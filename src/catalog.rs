use crate::error::UpstreamError;
use crate::fetch::{FetchSlot, FetchStatus};
use crate::media::{Catalog, MediaItem};

/// State for the four home-screen listings. Each catalog loads, fails and
/// retries independently; one bad listing never blanks the others.
#[derive(Default)]
pub struct CatalogStore {
    slots: [FetchSlot<Vec<MediaItem>>; 4],
}

impl CatalogStore {
    pub fn new() -> Self {
        Self::default()
    }

    fn slot(&self, catalog: Catalog) -> &FetchSlot<Vec<MediaItem>> {
        &self.slots[catalog as usize]
    }

    fn slot_mut(&mut self, catalog: Catalog) -> &mut FetchSlot<Vec<MediaItem>> {
        &mut self.slots[catalog as usize]
    }

    /// Whether a view showing this catalog should kick off a fetch.
    pub fn should_fetch(&self, catalog: Catalog) -> bool {
        self.slot(catalog).should_fetch()
    }

    pub fn begin(&mut self, catalog: Catalog) -> u64 {
        self.slot_mut(catalog).begin()
    }

    pub fn resolve(
        &mut self,
        catalog: Catalog,
        generation: u64,
        result: Result<Vec<MediaItem>, UpstreamError>,
    ) -> bool {
        self.slot_mut(catalog).resolve(generation, result)
    }

    pub fn status(&self, catalog: Catalog) -> FetchStatus {
        self.slot(catalog).status()
    }

    pub fn items(&self, catalog: Catalog) -> Option<&[MediaItem]> {
        self.slot(catalog).data().map(Vec::as_slice)
    }

    pub fn error(&self, catalog: Catalog) -> Option<&str> {
        self.slot(catalog).error()
    }
}
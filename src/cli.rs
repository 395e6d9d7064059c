use crate::media::MediaKind;
use clap::{Parser, Subcommand, ValueEnum};

#[derive(Parser)]
#[command(author, version, about, long_about = None)]
pub struct Cli {
    #[command(subcommand)]
    pub command: Command,
}

#[derive(Subcommand)]
pub enum Command {
    /// Show the four home catalogs
    Home,
    /// Search movies and TV series
    Search {
        /// Search term, three characters minimum
        term: String,
        /// Result page to print (20 results per page)
        #[arg(short, long, default_value_t = 1)]
        page: usize,
    },
    /// Show the full record for one title
    Detail {
        /// Kind of title to look up
        kind: KindArg,
        /// TMDB id
        id: u64,
    },
    /// Show or edit the watchlist
    Watchlist {
        #[command(subcommand)]
        action: Option<WatchlistAction>,
    },
}

#[derive(Subcommand)]
pub enum WatchlistAction {
    /// Print both collections
    Show,
    /// Look a title up and add it
    Add { kind: KindArg, id: u64 },
    /// Remove a title
    Remove { kind: KindArg, id: u64 },
}

#[derive(Clone, Copy, ValueEnum)]
pub enum KindArg {
    Movie,
    Tv,
}

impl From<KindArg> for MediaKind {
    fn from(kind: KindArg) -> Self {
        match kind {
            KindArg::Movie => MediaKind::Movie,
            KindArg::Tv => MediaKind::TvSeries,
        }
    }
}
use crate::media::{MediaItem, MediaKind};
use crate::storage::WatchlistStorage;
use serde::{Deserialize, Serialize};
use tracing::warn;

/// The persisted blob: two ordered, disjoint collections. Field names stay
/// camelCase on disk (`movies`, `tvSeries`).
#[derive(Debug, Clone, Default, PartialEq, Serialize, Deserialize)]
#[serde(rename_all = "camelCase")]
pub struct WatchlistState {
    #[serde(default)]
    pub movies: Vec<MediaItem>,
    #[serde(default)]
    pub tv_series: Vec<MediaItem>,
}

/// Owns the two watchlist collections and the storage written after every
/// mutation. Dedup key is `(media kind, id)`; the check runs before the push
/// so no duplicate is ever observable, even mid-call. Persistence failures
/// degrade durability only: they are logged and the in-memory state stays
/// authoritative for the session.
pub struct WatchlistStore {
    state: WatchlistState,
    storage: Box<dyn WatchlistStorage>,
}

impl WatchlistStore {
    /// Loads the persisted state once. Missing or unreadable state starts
    /// the session with an empty watchlist instead of failing.
    pub fn open<S: WatchlistStorage + 'static>(storage: S) -> Self {
        let state = match storage.load() {
            Ok(Some(state)) => state,
            Ok(None) => WatchlistState::default(),
            Err(e) => {
                warn!("Could not load watchlist, starting empty: {}", e);
                WatchlistState::default()
            }
        };
        Self {
            state,
            storage: Box::new(storage),
        }
    }

    /// No-op when an entry with the same kind and id is already present.
    pub fn add(&mut self, item: MediaItem) {
        let bucket = self.bucket_mut(item.media_kind);
        if bucket.iter().any(|m| m.id == item.id) {
            return;
        }
        bucket.push(item);
        self.persist();
    }

    pub fn remove(&mut self, kind: MediaKind, id: u64) {
        self.bucket_mut(kind).retain(|m| m.id != id);
        self.persist();
    }

    /// Id-only membership check across both collections, the behavior the
    /// watchlist button relies on.
    pub fn contains(&self, id: u64) -> bool {
        self.state
            .movies
            .iter()
            .chain(self.state.tv_series.iter())
            .any(|m| m.id == id)
    }

    pub fn movies(&self) -> &[MediaItem] {
        &self.state.movies
    }

    pub fn tv_series(&self) -> &[MediaItem] {
        &self.state.tv_series
    }

    fn bucket_mut(&mut self, kind: MediaKind) -> &mut Vec<MediaItem> {
        match kind {
            MediaKind::Movie => &mut self.state.movies,
            MediaKind::TvSeries => &mut self.state.tv_series,
        }
    }

    fn persist(&self) {
        if let Err(e) = self.storage.save(&self.state) {
            warn!("Failed to persist watchlist: {}", e);
        }
    }
}

#[cfg(test)]
mod tests {
    use super::*;
    use crate::error::PersistenceError;
    use std::sync::{Arc, Mutex};

    #[derive(Clone, Default)]
    struct MemoryStorage {
        inner: Arc<Mutex<Option<WatchlistState>>>,
    }

    impl WatchlistStorage for MemoryStorage {
        fn load(&self) -> Result<Option<WatchlistState>, PersistenceError> {
            Ok(self.inner.lock().unwrap().clone())
        }

        fn save(&self, state: &WatchlistState) -> Result<(), PersistenceError> {
            *self.inner.lock().unwrap() = Some(state.clone());
            Ok(())
        }
    }

    struct FailingStorage;

    impl WatchlistStorage for FailingStorage {
        fn load(&self) -> Result<Option<WatchlistState>, PersistenceError> {
            Err(PersistenceError::DataDirUnavailable)
        }

        fn save(&self, _state: &WatchlistState) -> Result<(), PersistenceError> {
            Err(PersistenceError::DataDirUnavailable)
        }
    }

    fn item(id: u64, kind: MediaKind, title: &str) -> MediaItem {
        MediaItem {
            id,
            media_kind: kind,
            title: title.to_string(),
            overview: String::new(),
            poster_url: None,
            backdrop_url: None,
            year: "2024".to_string(),
            vote_average: Some(7.0),
        }
    }

    #[test]
    fn add_is_idempotent_per_kind() {
        let mut store = WatchlistStore::open(MemoryStorage::default());
        store.add(item(1, MediaKind::Movie, "One"));
        store.add(item(1, MediaKind::Movie, "One again"));
        assert_eq!(store.movies().len(), 1);
        assert_eq!(store.movies()[0].title, "One");
    }

    #[test]
    fn same_id_may_exist_in_both_collections() {
        let mut store = WatchlistStore::open(MemoryStorage::default());
        store.add(item(1, MediaKind::Movie, "Movie"));
        store.add(item(1, MediaKind::TvSeries, "Show"));
        assert_eq!(store.movies().len(), 1);
        assert_eq!(store.tv_series().len(), 1);
    }

    #[test]
    fn mixed_mutations_never_produce_duplicates() {
        let mut store = WatchlistStore::open(MemoryStorage::default());
        for id in [1, 2, 3, 2, 1, 3, 2] {
            store.add(item(id, MediaKind::Movie, "m"));
        }
        store.remove(MediaKind::Movie, 2);
        store.add(item(2, MediaKind::Movie, "m"));
        store.add(item(2, MediaKind::Movie, "m"));

        let mut ids: Vec<u64> = store.movies().iter().map(|m| m.id).collect();
        let len = ids.len();
        ids.dedup();
        assert_eq!(ids.len(), len);
        assert_eq!(ids, vec![1, 3, 2]);
    }

    #[test]
    fn remove_keeps_remaining_order() {
        let mut store = WatchlistStore::open(MemoryStorage::default());
        for id in [10, 20, 30] {
            store.add(item(id, MediaKind::TvSeries, "s"));
        }
        store.remove(MediaKind::TvSeries, 20);
        let ids: Vec<u64> = store.tv_series().iter().map(|m| m.id).collect();
        assert_eq!(ids, vec![10, 30]);
        // Removing an absent id is a quiet no-op.
        store.remove(MediaKind::TvSeries, 99);
        assert_eq!(store.tv_series().len(), 2);
    }

    #[test]
    fn contains_checks_either_collection() {
        let mut store = WatchlistStore::open(MemoryStorage::default());
        store.add(item(5, MediaKind::Movie, "m"));
        store.add(item(6, MediaKind::TvSeries, "s"));
        assert!(store.contains(5));
        assert!(store.contains(6));
        assert!(!store.contains(7));
    }

    #[test]
    fn mutations_round_trip_through_storage() {
        let storage = MemoryStorage::default();
        {
            let mut store = WatchlistStore::open(storage.clone());
            store.add(item(1, MediaKind::Movie, "A"));
            store.add(item(2, MediaKind::Movie, "B"));
            store.add(item(3, MediaKind::TvSeries, "C"));
            store.remove(MediaKind::Movie, 1);
        }
        let reopened = WatchlistStore::open(storage);
        let movie_ids: Vec<u64> = reopened.movies().iter().map(|m| m.id).collect();
        let tv_ids: Vec<u64> = reopened.tv_series().iter().map(|m| m.id).collect();
        assert_eq!(movie_ids, vec![2]);
        assert_eq!(tv_ids, vec![3]);
    }

    #[test]
    fn unreadable_storage_opens_empty() {
        let store = WatchlistStore::open(FailingStorage);
        assert!(store.movies().is_empty());
        assert!(store.tv_series().is_empty());
    }

    #[test]
    fn save_failure_keeps_memory_state() {
        let mut store = WatchlistStore::open(FailingStorage);
        store.add(item(1, MediaKind::Movie, "Kept"));
        assert_eq!(store.movies().len(), 1);
        assert!(store.contains(1));
    }
}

▸ **Exercise directions**:
Look through the data above for the string "four" and copy every line where it appears.

▸ **Exercise result**:
/// State for the four home-screen listings. Each catalog loads, fails and
    /// Show the four home catalogs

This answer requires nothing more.